Faustino Sangelli sintió que se le arrancaban las entrañas, que le faltaba la respiración, y ya no supo a qué parte volverse a mirar para no ver a la antigua novia que se le acercaba cada vez más, y que lo miraba aturdida con los ojos abiertos. Padeció muerte y pasión. Esos ojos, tan asombrados, le decían cuánto había cambiado; lo miraban como desde el otro lado de un abismo, donde ahora hasta el recuerdo de su lejana imagen se precipitaba y toda la añoranza, toda. Y a este lado del abismo, en el carromato tambaleante y estrepitoso, helo ahí, estaba él, él como había terminado, entre esos tres hijos no hermosos y esa estúpida mujer. Ah, dar un salto desde ese carromato hasta ese coche, poner en el suelo el niño, y unir su boca a la boca que había sido suya hacía tantos años; cometer la última locura, huir, huir… – ¿Por qué lo miraba ella así? ¿Qué pensaba? ¿Qué quería? He aquí, se inclinaba sobre el niño que estaba sentado a su lado, luego volvía a levantar la cabeza y sonreía, sonreía mirando hacia él, moviendo levemente la cabeza. ¿Se burlaba de él?

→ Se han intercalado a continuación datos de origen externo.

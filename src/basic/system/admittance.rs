//! Per-unit admittance models of the network elements.
//!
//! All values refer to the network power base `sn_mva` and the rated voltage of the bus the
//! element is connected to.

use std::f64::consts::PI;

use derive_more::{Deref, DerefMut};
use num_complex::Complex64;

use crate::network::{Impedance, Line, Shunt, Transformer};

/// Represents an admittance value in a power system.
///
/// `Admittance` is a wrapper around a complex number representing the admittance value.
#[derive(Clone, Copy, Default, PartialEq, Debug, Deref, DerefMut)]
pub struct Admittance(pub Complex64);

impl Admittance {
    /// Admittance of a shunt element, scaled from its rated voltage to the bus voltage.
    pub fn shunt(shunt: &Shunt, vn_bus_kv: f64, sn_mva: f64) -> Self {
        let ratio = vn_bus_kv / shunt.vn_kv;
        let s = Complex64::new(shunt.p_mw, -shunt.q_mvar) * shunt.step as f64;
        Admittance(s / sn_mva * ratio * ratio)
    }

    /// Admittance of the constant impedance part of a ward (`pz`/`qz` given at 1 pu).
    pub fn ward(pz_mw: f64, qz_mvar: f64, sn_mva: f64) -> Self {
        Admittance(Complex64::new(pz_mw, -qz_mvar) / sn_mva)
    }
}

fn usable(z: Complex64) -> bool {
    z.re.is_finite() && z.im.is_finite() && z.norm() > 0.0
}

/// Two-port admittance stamp `[[yff, yft], [ytf, ytt]]` in per unit.
#[derive(Debug, Clone, Copy, PartialEq)]
pub struct BranchStamp {
    pub yff: Complex64,
    pub yft: Complex64,
    pub ytf: Complex64,
    pub ytt: Complex64,
}

impl BranchStamp {
    /// Symmetric series admittance.
    pub fn series(ys: Complex64) -> Self {
        Self::pi(ys, Complex64::default(), Complex64::default())
    }

    /// Pi section with a series admittance and a shunt at each side.
    pub fn pi(ys: Complex64, ysh_from: Complex64, ysh_to: Complex64) -> Self {
        Self {
            yff: ys + ysh_from,
            yft: -ys,
            ytf: -ys,
            ytt: ys + ysh_to,
        }
    }

    /// Complex power entering the branch at the from and to sides.
    pub fn flows(&self, vf: Complex64, vt: Complex64) -> (Complex64, Complex64) {
        let i_f = self.yff * vf + self.yft * vt;
        let i_t = self.ytf * vf + self.ytt * vt;
        (vf * i_f.conj(), vt * i_t.conj())
    }

    /// Line pi model. `None` if the series impedance is zero.
    pub fn line(line: &Line, vn_kv: f64, sn_mva: f64, f_hz: f64) -> Option<Self> {
        let zbase = vn_kv * vn_kv / sn_mva;
        let parallel = line.parallel.max(1) as f64;
        let z = Complex64::new(line.r_ohm_per_km, line.x_ohm_per_km) * line.length_km
            / parallel
            / zbase;
        if !usable(z) {
            return None;
        }
        let ysh = Complex64::new(
            line.g_us_per_km * 1e-6,
            2.0 * PI * f_hz * line.c_nf_per_km * 1e-9,
        ) * line.length_km
            * parallel
            * zbase;
        Some(Self::pi(1.0 / z, ysh / 2.0, ysh / 2.0))
    }

    /// Two-winding transformer with complex ratio on the high voltage side and the
    /// magnetising admittance split evenly between both sides.
    pub fn trafo(
        trafo: &Transformer,
        vn_hv_bus: f64,
        vn_lv_bus: f64,
        sn_mva: f64,
        calculate_voltage_angles: bool,
    ) -> Option<Self> {
        let parallel = trafo.parallel.max(1) as f64;
        let zk = trafo.vk_percent / 100.0;
        let rk = trafo.vkr_percent / 100.0;
        let xk = (zk * zk - rk * rk).max(0.0).sqrt();
        let lv_ratio = trafo.vn_lv_kv / vn_lv_bus;
        let base = lv_ratio * lv_ratio * sn_mva / trafo.sn_mva;
        let z = Complex64::new(rk, xk) * base / parallel;
        if !usable(z) {
            return None;
        }
        let g = trafo.pfe_kw / 1000.0 / trafo.sn_mva;
        let y0 = trafo.i0_percent / 100.0;
        let ym = Complex64::new(g, -(y0 * y0 - g * g).max(0.0).sqrt()) / base * parallel;

        let mut ratio = (trafo.vn_hv_kv / vn_hv_bus) / lv_ratio;
        if let (Some(pos), Some(step)) = (trafo.tap_pos, trafo.tap_step_percent) {
            let tap = 1.0 + (pos - trafo.tap_neutral.unwrap_or(0.0)) * step / 100.0;
            match trafo.tap_side.as_deref() {
                Some("lv") => ratio /= tap,
                _ => ratio *= tap,
            }
        }
        let shift = if calculate_voltage_angles {
            trafo.shift_degree.to_radians()
        } else {
            0.0
        };
        let t = Complex64::from_polar(ratio, shift);
        let ys = 1.0 / z;
        Some(Self {
            yff: (ys + ym / 2.0) / (ratio * ratio),
            yft: -ys / t.conj(),
            ytf: -ys / t,
            ytt: ys + ym / 2.0,
        })
    }

    /// Impedance branch with independent forward and reverse values.
    ///
    /// `Yft = -1/z_ft` and `Ytf = -1/z_tf`; every row of the stamp sums to zero.
    pub fn impedance(imp: &Impedance, sn_mva: f64) -> Option<Self> {
        let scale = sn_mva / imp.sn_mva;
        let zft = Complex64::new(imp.rft_pu, imp.xft_pu) * scale;
        let ztf = Complex64::new(imp.rtf_pu, imp.xtf_pu) * scale;
        if !usable(zft) || !usable(ztf) {
            return None;
        }
        Some(Self {
            yff: 1.0 / zft,
            yft: -1.0 / zft,
            ytf: -1.0 / ztf,
            ytt: 1.0 / ztf,
        })
    }

    /// Series branch given in ohm, used for switches and extended ward sources.
    pub fn series_ohm(r_ohm: f64, x_ohm: f64, vn_kv: f64, sn_mva: f64) -> Option<Self> {
        let z = Complex64::new(r_ohm, x_ohm) * sn_mva / (vn_kv * vn_kv);
        usable(z).then(|| Self::series(1.0 / z))
    }
}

Agitado, temiendo que la mujer, al mirar ese coche, se diera cuenta de su nerviosismo, cogió en las rodillas a uno de sus hijos, le acarició con una mano la barriguita y se puso a reírse, a reírse también él, a reírse, a su vez, para mostrarle un último desdén a ella, quien seguía viniendo a su lado sin haberse percatado del marido que había llegado con él.

– ¡Te has dado un madrugón, y ahora en casa te vas enterar, querida, te vas a enterar!

Pensaba, y se reía, se reía. Pero como una babosa en el fuego.

 

1 En dialecto napolitano: – ¡Voy contigo! ¡Voy contigo! / – ¡No, te he dicho que no! / – ¡Y no tengas miedo! / – ¡Corazón mío, corazón de tu madre, extiende las manos! / – ¿Dónde está?, ¿dónde está? / – ¡Ahora está aquí!